Voisent faire jeunes gens leurs essaiz, Car reposer, je me vueil desormaiz; Plus cure n'ay de pensée soingneuse, Comme lassé de la guerre amoureuse.

BALADE.

Yeulx rougis, plains de piteux pleurs, Fourcelle d'espoir reffroidie, Teste enrumée de douleurs, Et troublée de frénésie, Corps percus sans plaisance lye, Cueur du tout pausmé en rigueurs, Voy souvent avoir à plusieurs, Par le vent de merencolie.

Migraine de plaingnans ardeurs, Transe de sommeil mi partie, Fievre frissonnans de maleurs, Chault ardant fort en reverie, Soif que confort ne rassasie, Dueil baigné en froides sueurs.
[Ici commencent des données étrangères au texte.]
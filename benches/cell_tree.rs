use criterion::{criterion_group, criterion_main, BenchmarkId, Criterion};
use rand::prelude::*;
use volloc::{CellLocator, CellTree, CellTreeLocator, CellType, TreeConfig, VolumeMesh};

pub fn build_cell_tree(c: &mut Criterion) {
    let (min, max) = ([0.; 3], [10.; 3]);

    let mut group = c.benchmark_group("Build cell tree");
    for n in [5, 20, 40] {
        let mesh = VolumeMesh::grid(CellType::Tetrahedron, min, max, [n, n, n]).unwrap();

        for (name, parallel) in [("Sequential", false), ("Parallel", true)] {
            let config = TreeConfig::default().with_parallel(parallel);
            group.bench_with_input(BenchmarkId::new(name, n), &mesh, |b, m| {
                b.iter(|| CellTree::build(m, &config).unwrap());
            });
        }
    }
    group.finish();
}

pub fn locate_points(c: &mut Criterion) {
    let (min, max) = ([0.; 3], [10.; 3]);

    let mut group = c.benchmark_group("Locate random points");
    for cell_type in [
        CellType::Tetrahedron,
        CellType::Hexahedron,
        CellType::QuadraticHexahedron,
    ] {
        for n in [5, 20] {
            let mesh = VolumeMesh::grid(cell_type, min, max, [n, n, n]).unwrap();
            let mut locator = CellTreeLocator::new();
            locator.attach(&mesh).unwrap();
            locator.build().unwrap();

            let mut rng = rand::thread_rng();
            let query: Vec<_> = (0..4_200)
                .map(|_| [0, 1, 2].map(|_| rng.gen::<f64>() * max[0]))
                .collect();

            group.bench_with_input(
                BenchmarkId::new(cell_type.to_string(), n),
                &query,
                |b, q| {
                    b.iter(|| locator.locate_many(q));
                },
            );
            group.bench_with_input(
                BenchmarkId::new(format!("{} (parallel)", cell_type), n),
                &query,
                |b, q| {
                    b.iter(|| locator.par_locate_many(q));
                },
            );
        }
    }
    group.finish();
}

criterion_group!(benches, build_cell_tree, locate_points);
criterion_main!(benches);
Begayant, et changeant couleurs, Par le vent de merencolie.

Toute tourmentant en langueurs, Colique de forcenerie, Gravelle de soings assailleurs, Raige de desirant folie, Anuys enflans d'ydropisie, Maulx ethiques aussi ailleurs Assourdissent les escouteurs, Par le vent de merencolie.